Collected data entries:
----------------------------------------
use crate::config::Bm25Params;
use crate::error::{Error, Result};
use crate::index::{CollectionStats, DocId, InvertedIndex, Posting, TermId, TermLists};
use std::collections::HashMap;

/// `log2(N / df)`. Zero when the term occurs in every document.
pub fn idf(num_docs: u32, df: u32) -> Option<f64> {
    if df == 0 {
        return None;
    }
    Some((num_docs as f64 / df as f64).log2())
}

impl Bm25Params {
    /// Saturated term frequency `tf*`.
    pub fn tf_star(&self, tf: f64, doc_len: f64, avg_doc_len: f64) -> f64 {
        let k = self.k1;
        let b = self.b;
        tf * (k + 1.0) / (k * (1.0 - b + b * doc_len / avg_doc_len) + tf)
    }

    /// Builds a separate index; the raw frequencies are left untouched.
    pub fn weigh(&self, index: &InvertedIndex) -> Result<WeightedIndex> {
        let stats = &index.stats;
        let n = stats.num_docs;
        let mut postings = Vec::with_capacity(index.postings.len());
        let mut zero_idf_terms = 0usize;
        for (tid, plist) in index.postings.iter().enumerate() {
            let df = plist.len() as u32;
            let idf = idf(n, df).ok_or_else(|| Error::ZeroDocumentFrequency { term: index.terms[tid].clone() })?;
            if idf == 0.0 { zero_idf_terms += 1; }
            let weighted = plist
                .iter()
                .map(|p| {
                    let dl = stats.doc_length(p.doc_id) as f64;
                    Posting::new(p.doc_id, self.tf_star(p.tf as f64, dl, stats.avg_doc_length) * idf)
                })
                .collect();
            postings.push(weighted);
        }
        tracing::info!(num_terms = postings.len(), zero_idf_terms, k1 = self.k1, b = self.b, "applied bm25 weights");
        Ok(WeightedIndex {
            dictionary: index.dictionary.clone(),
            terms: index.terms.clone(),
            postings,
            stats: stats.clone(),
            params: *self,
        })
    }
}

/// Term -> postings carrying BM25 relevance weights.
#[derive(Debug, Clone)]
pub struct WeightedIndex {
    pub dictionary: HashMap<String, TermId>,
    pub terms: Vec<String>,
    pub postings: Vec<Vec<Posting>>,
    pub stats: CollectionStats,
    pub params: Bm25Params,
}

impl WeightedIndex {
    pub fn get(&self, term: &str) -> Option<&[Posting]> {
        self.dictionary.get(term).map(|&tid| self.postings[tid as usize].as_slice())
    }

    pub fn weight(&self, term: &str, doc_id: DocId) -> Option<f64> {
        let list = self.get(term)?;
        list.binary_search_by_key(&doc_id, |p| p.doc_id).ok().map(|i| list[i].weight)
    }
}

impl TermLists for WeightedIndex {
    type Entry = Posting;
    fn terms(&self) -> &[String] { &self.terms }
    fn postings(&self, term_id: TermId) -> &[Posting] { &self.postings[term_id as usize] }
    fn num_docs(&self) -> u32 { self.stats.num_docs }
}

#[cfg(test)]
mod tests {
    use super::*;

    fn round3(x: f64) -> f64 { (x * 1000.0).round() / 1000.0 }

    #[test]
    fn term_in_every_document_weighs_zero() {
        let idx = InvertedIndex::from_documents(vec![vec!["the", "first", "doc"], vec!["the", "second", "doc"], vec!["the", "third", "doc"]]).unwrap();
        let w = Bm25Params::default().weigh(&idx).unwrap();
        for p in w.get("doc").unwrap() {
            assert_eq!(p.weight, 0.0);
        }
    }

    #[test]
    fn weight_matches_formula() {
        // dl = 2, avdl = 3, tf = 1, df = 1, N = 3
        let idx = InvertedIndex::from_documents(vec![
            vec!["first", "doc"],
            vec!["second", "doc", "x", "y"],
            vec!["third", "doc", "z"],
        ])
        .unwrap();
        let w = Bm25Params { k1: 1.75, b: 0.75 }.weigh(&idx).unwrap();
        assert_eq!(round3(w.weight("first", 1).unwrap()), 1.885);
    }

    #[test]
    fn equal_length_documents_reduce_to_idf() {
        let idx = InvertedIndex::from_documents(vec![vec!["a", "x"], vec!["b", "x"], vec!["c", "x"]]).unwrap();
        let w = Bm25Params::default().weigh(&idx).unwrap();
        let expected = 3f64.log2();
        assert!((w.weight("a", 1).unwrap() - expected).abs() < 1e-12);
    }

    #[test]
    fn raw_index_is_left_untouched() {
        let idx = InvertedIndex::from_documents(vec![vec!["a", "a"], vec!["b"]]).unwrap();
        let before = idx.postings.clone();
        let _ = Bm25Params::default().weigh(&idx).unwrap();
        assert_eq!(idx.postings, before);
    }

    #[test]
    fn b_zero_ignores_document_length() {
        let p = Bm25Params { k1: 1.2, b: 0.0 };
        assert_eq!(p.tf_star(2.0, 10.0, 3.0), p.tf_star(2.0, 1.0, 3.0));
    }

    #[test]
    fn idf_rejects_zero_df() {
        assert_eq!(idf(5, 0), None);
        assert_eq!(idf(4, 4), Some(0.0));
    }
}
use anyhow::Result;
use clap::{Parser, Subcommand};
use engine::SearchModel;
use indexer::{cluster_report, load_benchmark, load_collection, load_config, related_terms, run_benchmark, Mode, Overrides};
use serde::Serialize;
use std::path::PathBuf;
use tracing_subscriber::{fmt, EnvFilter};

#[derive(Parser)]
#[command(name = "indexer")]
#[command(about = "Rank, cluster and evaluate a line-per-document collection with BM25, VSM and LSI", long_about = None)]
struct Cli {
    /// JSON engine configuration; flags below override it
    #[arg(long, global = true)]
    config: Option<PathBuf>,
    /// Print JSON instead of plain text
    #[arg(long, global = true, default_value_t = false)]
    json: bool,
    #[command(flatten)]
    overrides: Overrides,
    #[command(subcommand)]
    command: Commands,
}

#[derive(Subcommand)]
enum Commands {
    /// Rank the collection against a free-text query
    Query {
        /// Collection file or directory of *.txt files
        #[arg(long)]
        collection: PathBuf,
        #[arg(long, value_enum, default_value_t = Mode::Vsm)]
        mode: Mode,
        /// Maximum number of hits
        #[arg(long)]
        limit: Option<usize>,
        /// Return only documents containing every term, unranked
        #[arg(long, default_value_t = false)]
        boolean: bool,
        query: String,
    },
    /// Compute MP@3, MP@R and MAP for every ranking mode
    Bench {
        #[arg(long)]
        collection: PathBuf,
        /// Tab-separated `query<TAB>relevant ids` lines
        #[arg(long)]
        benchmark: PathBuf,
    },
    /// Spherical k-means over the documents
    Cluster {
        #[arg(long)]
        collection: PathBuf,
        /// Terms listed per centroid
        #[arg(long, default_value_t = 5)]
        top_terms: usize,
    },
    /// Term pairs that are closest in latent space
    Related {
        #[arg(long)]
        collection: PathBuf,
        #[arg(long, default_value_t = 10)]
        count: usize,
    },
}

fn main() -> Result<()> {
    fmt().with_env_filter(EnvFilter::from_default_env()).init();
    let cli = Cli::parse();
    let config = load_config(cli.config.as_deref(), &cli.overrides)?;

    match cli.command {
        Commands::Query { collection, mode, limit, boolean, query } => {
            let model = SearchModel::build(load_collection(&collection)?, config)?;
            let hits = if boolean {
                let mut hits = model.search_boolean(&query);
                if let Some(limit) = limit {
                    hits.truncate(limit);
                }
                hits
            } else {
                model.search(mode.into(), &query, limit)?
            };
            if cli.json {
                print_json(&hits)?;
            } else {
                for hit in &hits {
                    println!("{}\t{:.3}", hit.doc_id, hit.score);
                }
            }
        }
        Commands::Bench { collection, benchmark } => {
            let queries = load_benchmark(&benchmark)?;
            let model = SearchModel::build(load_collection(&collection)?, config)?;
            let report = run_benchmark(&model, &queries)?;
            if cli.json {
                print_json(&report)?;
            } else {
                println!("{:<10} {:>7} {:>7} {:>7}", "mode", "MP@3", "MP@R", "MAP");
                let rows = [("bm25", Some(report.bm25)), ("vsm", Some(report.vector_space)), ("lsi", report.latent_semantic), ("blended", report.blended)];
                for (name, metrics) in rows {
                    if let Some(m) = metrics {
                        println!("{:<10} {:>7.4} {:>7.4} {:>7.4}", name, m.mp_at_3, m.mp_at_r, m.map);
                    }
                }
            }
        }
        Commands::Cluster { collection, top_terms } => {
            let model = SearchModel::build(load_collection(&collection)?, config)?;
            let report = cluster_report(&model, top_terms)?;
            if cli.json {
                print_json(&report)?;
            } else {
                println!("iterations {} converged {} rss {:.6}", report.iterations, report.converged, report.rss);
                for c in &report.clusters {
                    let terms: Vec<&str> = c.top_terms.iter().map(|t| t.term.as_str()).collect();
                    println!("cluster {} ({} docs) [{}]: {:?}", c.cluster, c.size, terms.join(", "), c.members);
                }
            }
        }
        Commands::Related { collection, count } => {
            let model = SearchModel::build(load_collection(&collection)?, config)?;
            let pairs = related_terms(&model, count)?;
            if cli.json {
                print_json(&pairs)?;
            } else {
                for p in &pairs {
                    println!("{:.3}\t{}\t{}", p.score, p.first, p.second);
                }
            }
        }
    }
    Ok(())
}

fn print_json<T: Serialize>(value: &T) -> Result<()> {
    println!("{}", serde_json::to_string_pretty(value)?);
    Ok(())
}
----------------------------------------
Please list every line of the records that contains "impl".

Written response:
impl Bm25Params {
impl WeightedIndex {
impl TermLists for WeightedIndex {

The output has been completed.